Efectivamente, a questão da idade não é atributo. Não garante incompetência, nem o seu contrário. Agora o que se espera, é que seja posto um fim a este interminável pagode que mantém o país no lugar que ocupa; o último. Os cidadãos conscientes, estão cansados de pão e circo, bem como de alimentar bonzos e demais comedores.
No caso, os nossos jovens candidatos, deveriam primeiramente, explicar-nos as razões das suas candidaturas. O que os move, quais os objectivos e, que compromissos assumem com os eleitores. Só então os poderíamos levar a sério.
Litanias de vestir a camisola da terra, continuar o trabalho feito, apoiar crianças e idosos, remodelar o centro cívico, ligar a freguesia a Albergaria ou dinamizar o parque de merendas, é conversa para adormecer boi. Aqui no terreno ao lado, pastam dois bezerros com dificuldades de sono. Podem começar aqui.
Conversa séria, é explicar-nos com que dinheiro apoiaria a Junta, idosos e crianças e, em quê. Com o orçamento local, só se os levarem ao colo de casa ao centro de dia, e vice-versa. A hipotética remodelação do centro cívico, seria uma obra da CME – que já anda nos orçamentos e intenções camarárias há anos – e não da Junta que, aliás, não tem quaisquer competências neste âmbito. A ligação a Albergaria, idem idem, aspas aspas - e aqui nem a CME tem as necessárias competências. Agora quanto à dinamização do parque de merendas, está tudo dito. Quem tem tal coisa como prioridade social ou mesmo preocupação, está perfeitamente apresentado e nem precisa de lucubrar qualquer outro esforço intelectual.

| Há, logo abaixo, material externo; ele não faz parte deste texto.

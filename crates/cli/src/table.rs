//! Tabular outputs (CSV or Parquet, picked by file extension).

use anyhow::{bail, Context, Result};
use dotplot::api::{to_pixels, Figure, Ortho2, Point2, Segment, Step};
use polars::prelude::*;
use std::fs::{self, File};
use std::path::Path;

#[derive(Clone, Copy, Debug, PartialEq, Eq)]
pub enum TableFormat {
    Csv,
    Parquet,
}

impl TableFormat {
    pub fn from_path(path: &Path) -> Result<Self> {
        match path.extension().and_then(|e| e.to_str()) {
            Some(ext) if ext.eq_ignore_ascii_case("csv") => Ok(Self::Csv),
            Some(ext) if ext.eq_ignore_ascii_case("parquet") => Ok(Self::Parquet),
            _ => bail!(
                "unsupported output {}: expected .csv or .parquet",
                path.display()
            ),
        }
    }
}

/// Columns `step, x, y, corner, px, py`; `pixels[i]` belongs to `steps[i]`.
pub fn dots_frame(steps: &[Step], pixels: &[Point2]) -> Result<DataFrame> {
    if steps.len() != pixels.len() {
        bail!("{} steps but {} pixel rows", steps.len(), pixels.len());
    }
    let step: Vec<u64> = (1..=steps.len() as u64).collect();
    let x: Vec<f64> = steps.iter().map(|s| s.point.x).collect();
    let y: Vec<f64> = steps.iter().map(|s| s.point.y).collect();
    let corner: Vec<u32> = steps.iter().map(|s| s.corner as u32).collect();
    let px: Vec<f64> = pixels.iter().map(|p| p.x).collect();
    let py: Vec<f64> = pixels.iter().map(|p| p.y).collect();
    let df = df!(
        "step" => step,
        "x" => x,
        "y" => y,
        "corner" => corner,
        "px" => px,
        "py" => py
    )?;
    Ok(df)
}

/// Columns `copy, vertex, x, y, px, py`; `pixels` mirrors `figures` vertex by vertex.
pub fn ring_frame(figures: &[Figure], pixels: &[Figure]) -> Result<DataFrame> {
    let mut copy = Vec::new();
    let mut vertex = Vec::new();
    let (mut x, mut y, mut px, mut py) = (Vec::new(), Vec::new(), Vec::new(), Vec::new());
    if figures.len() != pixels.len() {
        bail!("{} figures but {} pixel figures", figures.len(), pixels.len());
    }
    for (k, (fig, pix)) in figures.iter().zip(pixels).enumerate() {
        if fig.len() != pix.len() {
            bail!("copy {k}: {} vertices but {} pixels", fig.len(), pix.len());
        }
        for (i, (p, q)) in fig.vertices.iter().zip(&pix.vertices).enumerate() {
            copy.push(k as u32);
            vertex.push(i as u32);
            x.push(p.x);
            y.push(p.y);
            px.push(q.x);
            py.push(q.y);
        }
    }
    let df = df!(
        "copy" => copy,
        "vertex" => vertex,
        "x" => x,
        "y" => y,
        "px" => px,
        "py" => py
    )?;
    Ok(df)
}

/// Columns `kind, segment, x0, y0, x1, y1, px0, py0, px1, py1`; iso-line rows
/// (`kind = "iso"`) come before grid rows (`kind = "grid"`).
pub fn contour_frame(
    iso: &[Segment],
    grid: &[Segment],
    view: &Ortho2,
    width: u32,
    height: u32,
) -> Result<DataFrame> {
    let rows = iso
        .iter()
        .map(|s| ("iso", s))
        .chain(grid.iter().map(|s| ("grid", s)));
    let mut kind = Vec::new();
    let mut segment = Vec::new();
    let mut ends: [Vec<f64>; 8] = Default::default();
    for (i, (k, s)) in rows.enumerate() {
        let px = to_pixels(&[s.a, s.b], view, width, height)?;
        kind.push(k);
        segment.push(i as u32);
        for (col, v) in ends
            .iter_mut()
            .zip([s.a.x, s.a.y, s.b.x, s.b.y, px[0].x, px[0].y, px[1].x, px[1].y])
        {
            col.push(v);
        }
    }
    let [x0, y0, x1, y1, px0, py0, px1, py1] = ends;
    let df = df!(
        "kind" => kind,
        "segment" => segment,
        "x0" => x0,
        "y0" => y0,
        "x1" => x1,
        "y1" => y1,
        "px0" => px0,
        "py0" => py0,
        "px1" => px1,
        "py1" => py1
    )?;
    Ok(df)
}

pub fn write_table(df: &mut DataFrame, out: &Path) -> Result<()> {
    let format = TableFormat::from_path(out)?;
    if let Some(parent) = out.parent() {
        if !parent.as_os_str().is_empty() {
            fs::create_dir_all(parent)
                .with_context(|| format!("creating output dir {}", parent.display()))?;
        }
    }
    let mut file = File::create(out).with_context(|| format!("creating {}", out.display()))?;
    match format {
        TableFormat::Csv => {
            CsvWriter::new(&mut file)
                .include_header(true)
                .finish(df)
                .with_context(|| format!("writing csv {}", out.display()))?;
        }
        TableFormat::Parquet => {
            ParquetWriter::new(&mut file)
                .finish(df)
                .with_context(|| format!("writing parquet {}", out.display()))?;
        }
    }
    Ok(())
}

O jovem senhor candidato, desconhecerá talvez que a prioridade da freguesia, é a revisão do PDM que a estrangula ao ponto de obrigar a generalidade da sua pouca juventude, a ir viver para outras paragens e que, sem gente, sem nova construção, sem produtividade, sem comércio, sem uma franja populacional activa e criadora de riqueza, a aldeia apenas espera a sua própria morte. Por isso, o seu único objectivo, compromisso com os eleitores, deveria ser, o de lutar pela alteração do dito PDM. Limpar anualmente as valetas ou aumentar a área do cemitério, não colhe e para nos dar música, já temos a respeitável Banda Bingre Canelense.
É certo que os partidos estabelecidos, nunca tiveram tanta dificuldade em encontrar quem vá mantendo a sua eternização, como agora. É compreensível que se vejam obrigados a baixar a fasquia da exigência. Ao que julgo saber, nos derradeiros dois anos, metade da população da freguesia, foi auscultada para o efeito. Quem tem a maturidade necessária ou reconhecidas competências, recusou e bem, continuar a participar nesta interminável palhaçada. É tempo de ganharmos juízo e mudarmos de vida.
Os senhores candidatos, sejam quem e quantos forem, não o serão por obrigação. Mas, ao sê-lo, deverão seriamente, explicar aos eleitores, motivos e propósitos. Do pouco reproduzido no Jornal de Estarreja, compreende-se que o fraco dito não é de origem pessoal ou seja, o senhor candidato não adianta nada de próprio. Estará a tempo de elaborar um programa, firmar compromissos com a população e negociar com os partidos que o apoiam, a necessária sustentabilidade do dito. Apresentado comprometida e seriamente, terá seguramente o apoio que as suas propostas merecerem. O que foi dito, não vale nada. De outra forma, seria proveitoso ao país e naturalmente, à aldeia, que repensasse a candidatura.